In this note, we study some standard ways (normal forms) of representing formulas. The rules are:

1. Only $\wedge$, $\vee$, and $\neg$ are used.
2. Any negations are attached to propositional variables, not to larger expressions.
3. The $\vee$’s and the $\wedge$’s are organized in the manner described below: A literal is either a propositional variable (such as $p$) or the negation of a single variable (such as $\neg q$). If a formula is an $\wedge$ of $\vee$’s of literals we say it is in CNF (Conjunctive Normal Form).
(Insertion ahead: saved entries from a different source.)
//! Concrete [`Searcher`] over one memtable's live indexes, one per
//! touched column — the "for the memtable, open the live searcher" step
//! spec.md §4.7 describes.

use std::collections::HashMap;

use crate::pk::PrimaryKey;
use crate::query::{Operator, Predicate, PredicateValue, QueryError, Searcher};

use super::{LiteralLiveIndex, NumericLiveIndex, VectorLiveIndex};

/// One column's live index, tagged by kind.
pub enum MemtableColumnIndex<'a> {
    /// Live literal term map.
    Literal(&'a LiteralLiveIndex),
    /// Live numeric point map.
    Numeric(&'a NumericLiveIndex),
    /// Live ANN graph.
    Vector(&'a VectorLiveIndex),
}

/// A [`Searcher`] over one memtable's live indexes.
///
/// `all_primary_keys` unions every column's currently-indexed primary keys
/// rather than the memtable's full key set (SAI tracks no independent row
/// registry for an open memtable — that's the host's WAL/skip-list's job).
/// A row whose every indexed column is null is consequently invisible to
/// the `!=`/`NOT CONTAINS` complement until flush; this mirrors the fact
/// that such a row contributes no term to any live index in the first
/// place.
pub struct MemtableSearcher<'a> {
    columns: HashMap<String, MemtableColumnIndex<'a>>,
}

impl<'a> MemtableSearcher<'a> {
    /// Wraps `columns` (one live index per column this query touches) as a
    /// searcher.
    pub fn new(columns: HashMap<String, MemtableColumnIndex<'a>>) -> Self {
        Self { columns }
    }
}

impl<'a> Searcher for MemtableSearcher<'a> {
    fn is_queryable(&self, _column: &str) -> bool {
        true
    }

    fn match_predicate(&self, predicate: &Predicate) -> Result<Vec<PrimaryKey>, QueryError> {
        let Some(index) = self.columns.get(&predicate.column) else {
            return Ok(Vec::new());
        };

        match (index, &predicate.value, predicate.operator) {
            (
                MemtableColumnIndex::Literal(index),
                PredicateValue::Single(term),
                Operator::Eq | Operator::Contains | Operator::ContainsKey,
            ) => Ok(index.exact_match(term)?),
            (MemtableColumnIndex::Literal(index), PredicateValue::Entry(key, value), Operator::EntryEq) => {
                let mut term = key.clone();
                term.extend_from_slice(value);
                Ok(index.exact_match(&term)?)
            }
            (MemtableColumnIndex::Literal(index), PredicateValue::Range(start, end), Operator::Range) => {
                Ok(index.range_match(start, end)?)
            }
            (MemtableColumnIndex::Numeric(index), PredicateValue::Single(key), Operator::Eq) => {
                Ok(index.exact_match(key)?)
            }
            (MemtableColumnIndex::Numeric(index), PredicateValue::Range(start, end), Operator::Range) => {
                Ok(index.range_query(start, end)?)
            }
            _ => Err(QueryError::UnsupportedOperator {
                column: predicate.column.clone(),
                operator: predicate.operator,
            }),
        }
    }

    fn all_primary_keys(&self) -> Result<Vec<PrimaryKey>, QueryError> {
        let mut out: Vec<PrimaryKey> = Vec::new();
        for index in self.columns.values() {
            let keys = match index {
                MemtableColumnIndex::Literal(index) => index.all_primary_keys()?,
                MemtableColumnIndex::Numeric(index) => index.all_primary_keys()?,
                MemtableColumnIndex::Vector(index) => index.all_primary_keys()?,
            };
            out.extend(keys);
        }
        out.sort();
        out.dedup();
        Ok(out)
    }

    fn ann_candidates(
        &self,
        predicate: &Predicate,
        k: usize,
        ef: usize,
    ) -> Result<Vec<(PrimaryKey, f32)>, QueryError> {
        let Some(MemtableColumnIndex::Vector(index)) = self.columns.get(&predicate.column) else {
            return Ok(Vec::new());
        };
        let PredicateValue::Vector(query) = &predicate.value else {
            return Err(QueryError::UnsupportedOperator {
                column: predicate.column.clone(),
                operator: predicate.operator,
            });
        };
        Ok(index.search(query, k, ef)?)
    }
}

#[cfg(test)]
mod tests {
    use super::*;
    use crate::config::{CollectionVariant, IndexedColumnKind, SimilarityFunction};
    use crate::vector::graph::GraphParams;

    fn pk(token: i64, n: u8) -> PrimaryKey {
        PrimaryKey::new(token, vec![n], vec![])
    }

    #[test]
    fn matches_literal_eq_against_live_index() {
        let literal = LiteralLiveIndex::new();
        literal.add(b"camel".to_vec(), pk(1, 1)).unwrap();

        let mut columns = HashMap::new();
        columns.insert("name".to_string(), MemtableColumnIndex::Literal(&literal));
        let searcher = MemtableSearcher::new(columns);

        let predicate = Predicate {
            column: "name".into(),
            kind: IndexedColumnKind::Literal,
            collection: CollectionVariant::None,
            operator: Operator::Eq,
            value: PredicateValue::Single(b"camel".to_vec()),
        };
        assert_eq!(searcher.match_predicate(&predicate).unwrap(), vec![pk(1, 1)]);
    }

    #[test]
    fn unknown_column_yields_no_matches() {
        let searcher = MemtableSearcher::new(HashMap::new());
        let predicate = Predicate {
            column: "missing".into(),
            kind: IndexedColumnKind::Literal,
            collection: CollectionVariant::None,
            operator: Operator::Eq,
            value: PredicateValue::Single(b"x".to_vec()),
        };
        assert!(searcher.match_predicate(&predicate).unwrap().is_empty());
    }

    #[test]
    fn all_primary_keys_unions_across_columns() {
        let literal = LiteralLiveIndex::new();
        literal.add(b"a".to_vec(), pk(1, 1)).unwrap();
        let vector = VectorLiveIndex::new(GraphParams::default(), SimilarityFunction::Cosine);
        vector.add(vec![1.0, 0.0], pk(2, 2)).unwrap();

        let mut columns = HashMap::new();
        columns.insert("name".to_string(), MemtableColumnIndex::Literal(&literal));
        columns.insert("emb".to_string(), MemtableColumnIndex::Vector(&vector));
        let searcher = MemtableSearcher::new(columns);

        assert_eq!(searcher.all_primary_keys().unwrap(), vec![pk(1, 1), pk(2, 2)]);
    }

    #[test]
    fn ann_candidates_reads_from_vector_column() {
        let vector = VectorLiveIndex::new(GraphParams::default(), SimilarityFunction::Cosine);
        vector.add(vec![1.0, 0.0], pk(1, 1)).unwrap();

        let mut columns = HashMap::new();
        columns.insert("emb".to_string(), MemtableColumnIndex::Vector(&vector));
        let searcher = MemtableSearcher::new(columns);

        let predicate = Predicate {
            column: "emb".into(),
            kind: IndexedColumnKind::Vector,
            collection: CollectionVariant::None,
            operator: Operator::AnnOrderBy,
            value: PredicateValue::Vector(vec![1.0, 0.0]),
        };
        let hits = searcher.ann_candidates(&predicate, 1, 10).unwrap();
        assert_eq!(hits[0].0, pk(1, 1));
    }
}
For example, \begin{align*}(p\vee q)\wedge(\neg p\vee q)\wedge(p\vee\neg q)\wedge(\neg p\vee \neg q)\\p\wedge\neg p\\(p\vee\neg q\vee r)\wedge(\neg s\vee t)\end{align*} are all in CNF. One may wonder why $p\wedge\neg p$ is in CNF. That’s because it is logically equivalent to $(p\vee p)\wedge(\neg p\vee\neg p)$. A formula is in DNF (Disjunctive Normal Form), on the other hand, is an $\vee$ of $\wedge$’s of literals. For example, $$(p\wedge\neg q\wedge r)\vee(\neg r\wedge t)$$ is in DNF. $p\wedge\neg p$ is also in DNF because it is logically equivalent to $(p\wedge\neg p)\vee (p\wedge\neg p)$. Similarly, $p\vee q$ is in both CNF and DNF.

Example. $(p\vee\neg q\vee r)\wedge(\neg q\vee t)$ is in CNF. Formulae $p\vee\neg q\vee r$ and $\neg q\vee t$ are clauses of the formula. The clauses of a CNF formula are disjuncts of literals while the clauses of a DNF formula are conjuncts of literals. That is to say, a CNF formula is a conjunction of disjuncts of literals and a DNF formula is a disjunction of conjuncts of literals.
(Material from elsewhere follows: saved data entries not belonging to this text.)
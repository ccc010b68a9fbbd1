//! Primary-key representation and the per-SSTable PK ↔ `segment_row_id` map.
//!
//! A [`PrimaryKey`] is opaque to SAI except that it orders, and that within
//! one SSTable it maps bijectively onto a dense `segment_row_id ∈ [0, N)`
//! (spec.md §3). [`PrimaryKeyMap`] is built once per segment during a build
//! and is read-only thereafter, mirroring the teacher's
//! `sstable::SSTableIndexEntry` list: a sorted array searched
//! by binary search, not a pointer-chasing structure.

use thiserror::Error;

/// A dense row identifier within one SSTable index segment.
pub type SegmentRowId = u32;

/// Errors raised while building or querying a [`PrimaryKeyMap`].
#[derive(Debug, Error)]
pub enum PrimaryKeyError {
    /// `row_id` passed to [`PrimaryKeyMap::primary_key`] is out of bounds.
    #[error("row id {0} out of bounds for segment of size {1}")]
    RowIdOutOfBounds(SegmentRowId, usize),

    /// Rows were inserted out of order; the map requires ascending PKs
    /// (the host feeds rows in partition/clustering order during a build).
    #[error("primary keys must be inserted in ascending order")]
    OutOfOrderInsert,
}

/// `(token, partition_key_bytes, clustering_bytes)` — ordered, hashable,
/// opaque to SAI beyond its `Ord` implementation.
#[derive(Debug, Clone, PartialEq, Eq, PartialOrd, Ord, Hash)]
pub struct PrimaryKey {
    /// Host-computed partition-key hash used for token-range filtering.
    pub token: i64,
    /// Raw partition key bytes.
    pub partition_key: Vec<u8>,
    /// Raw clustering key bytes (empty for tables without clustering columns).
    pub clustering: Vec<u8>,
}

impl PrimaryKey {
    /// Constructs a new primary key tuple.
    pub fn new(token: i64, partition_key: impl Into<Vec<u8>>, clustering: impl Into<Vec<u8>>) -> Self {
        Self {
            token,
            partition_key: partition_key.into(),
            clustering: clustering.into(),
        }
    }
}

/// Bidirectional map between [`PrimaryKey`] and [`SegmentRowId`] for one
/// SSTable index segment.
///
/// Built once, append-only, read-only thereafter — the same immutability
/// contract the teacher gives its `sstable::SSTable`.
#[derive(Debug, Default)]
pub struct PrimaryKeyMap {
    /// Row `i` is `keys[i]`; rows are in ascending PK order by construction.
    keys: Vec<PrimaryKey>,
}

impl PrimaryKeyMap {
    /// Creates an empty map ready to be filled during a segment build.
    pub fn new() -> Self {
        Self { keys: Vec::new() }
    }

    /// Appends the next row. Must be called in ascending PK order; the
    /// returned row id is `keys.len() - 1` immediately after insertion.
    pub fn push(&mut self, pk: PrimaryKey) -> Result<SegmentRowId, PrimaryKeyError> {
        if let Some(last) = self.keys.last() {
            if pk <= *last {
                return Err(PrimaryKeyError::OutOfOrderInsert);
            }
        }
        let id = self.keys.len() as SegmentRowId;
        self.keys.push(pk);
        Ok(id)
    }

    /// Number of rows in this segment.
    pub fn len(&self) -> usize {
        self.keys.len()
    }

    /// Whether this segment is empty.
    pub fn is_empty(&self) -> bool {
        self.keys.is_empty()
    }

    /// Resolves a `segment_row_id` to its primary key.
    pub fn primary_key(&self, row_id: SegmentRowId) -> Result<&PrimaryKey, PrimaryKeyError> {
        self.keys
            .get(row_id as usize)
            .ok_or(PrimaryKeyError::RowIdOutOfBounds(row_id, self.keys.len()))
    }

    /// Resolves a primary key to its `segment_row_id`, if present in this
    /// segment.
    pub fn row_id(&self, pk: &PrimaryKey) -> Option<SegmentRowId> {
        self.keys.binary_search(pk).ok().map(|i| i as SegmentRowId)
    }

    /// Returns the smallest row id whose PK falls within `[start, end)`
    /// (the lower bound of a token/partition range), suitable for driving
    /// a [`crate::posting::RangeFilter`].
    pub fn row_ids_in_range(&self, start: &PrimaryKey, end: &PrimaryKey) -> std::ops::Range<usize> {
        let lo = self.keys.partition_point(|pk| pk < start);
        let hi = self.keys.partition_point(|pk| pk < end);
        lo..hi
    }

    /// Whether `row_id`'s PK falls within `[start, end)`. Used by
    /// [`crate::posting::RangeFilter`] to drop ids outside a token range.
    pub fn in_range(&self, row_id: SegmentRowId, start: &PrimaryKey, end: &PrimaryKey) -> bool {
        match self.primary_key(row_id) {
            Ok(pk) => pk >= start && pk < end,
            Err(_) => false,
        }
    }
}

#[cfg(test)]
mod tests {
    use super::*;

    fn pk(token: i64, n: u8) -> PrimaryKey {
        PrimaryKey::new(token, vec![n], vec![])
    }

    #[test]
    fn push_assigns_dense_ascending_ids() {
        let mut map = PrimaryKeyMap::new();
        assert_eq!(map.push(pk(1, 1)).unwrap(), 0);
        assert_eq!(map.push(pk(2, 2)).unwrap(), 1);
        assert_eq!(map.push(pk(3, 3)).unwrap(), 2);
        assert_eq!(map.len(), 3);
    }

    #[test]
    fn rejects_out_of_order_insert() {
        let mut map = PrimaryKeyMap::new();
        map.push(pk(5, 5)).unwrap();
        let err = map.push(pk(1, 1)).unwrap_err();
        assert!(matches!(err, PrimaryKeyError::OutOfOrderInsert));
    }

    #[test]
    fn round_trips_row_id_and_pk() {
        let mut map = PrimaryKeyMap::new();
        let a = pk(1, 1);
        let b = pk(2, 2);
        map.push(a.clone()).unwrap();
        map.push(b.clone()).unwrap();

        assert_eq!(map.primary_key(0).unwrap(), &a);
        assert_eq!(map.row_id(&b), Some(1));
    }

    #[test]
    fn row_id_out_of_bounds_is_typed_error() {
        let map = PrimaryKeyMap::new();
        let err = map.primary_key(0).unwrap_err();
        assert!(matches!(err, PrimaryKeyError::RowIdOutOfBounds(0, 0)));
    }

    #[test]
    fn range_query_matches_partition_point() {
        let mut map = PrimaryKeyMap::new();
        for i in 0..10u8 {
            map.push(pk(i as i64, i)).unwrap();
        }
        let start = pk(3, 3);
        let end = pk(7, 7);
        let range = map.row_ids_in_range(&start, &end);
        assert_eq!(range, 3..7);
    }
}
A CNF formula is true if at least one literal from each clause is true. Similarly, a DNF formula is true if and only of there is at least one disjunct (clause) in which all the literals are true. For example, the DNF formula $$(\neg p\wedge q)\vee(p\wedge r)$$ is true when $p$ is false and $q$ is true.

Theorem. (De Morgan’s Law) \begin{align*}\neg(p\wedge q)&\equiv\neg p\vee\neg q\\\neg(p\vee q)&\equiv\neg p\wedge\neg q\end{align*}

Proof. It can be easily proved by truth table. We prove only the first one here. The proof of the second one is left for exercise. $$\begin{array}{|c|c|c|c|c|c|c|}\hline p & q & p\wedge q &\neg(p\wedge q) & \neg p & \neg q & \neg p\vee\neg q\\\hline T & T & T & F & F & F &F\\\hline T & F & F & T &F & T & T\\\hline F & T & F & T & T & F & T\\\hline F & F & F & T & T & T & T\\\hline\end{array}$$

Example. Using commutative laws, associative laws, distributive laws we learned here along with De Morgan’s law, we can write a given formula into its equivalent formula in a normal form. To see this let us consider the formula $$p\vee(q\wedge(r\vee(s\wedge t)))$$ It can be written into an equivalent formula in conjunctive normal form. \begin{align*}p\vee(q\wedge(r\vee(s\wedge t)))&\equiv (p\vee q)\wedge(p\vee(r\vee(s\wedge t))\\&\equiv(p\vee q)\wedge(p\vee((r\vee s)\wedge(r\vee t))\\&\equiv(p\vee q)\wedge(p\vee(r\vee s))\wedge(p\vee(r\vee t))\\&\equiv(p\vee q)\wedge(p\vee r\vee s)\wedge(p\vee r\vee t)\end{align*} But then it can also be written into an equivalent formula in disjunctive normal form. \begin{align*}p\vee(q\wedge(r\vee(s\wedge t)))&\equiv p\vee((q\wedge r)\vee(q\wedge(s\wedge t)))\\&\equiv p\vee(q\wedge r)\vee(q\wedge s\wedge t)\end{align*} In general, the following theorem holds.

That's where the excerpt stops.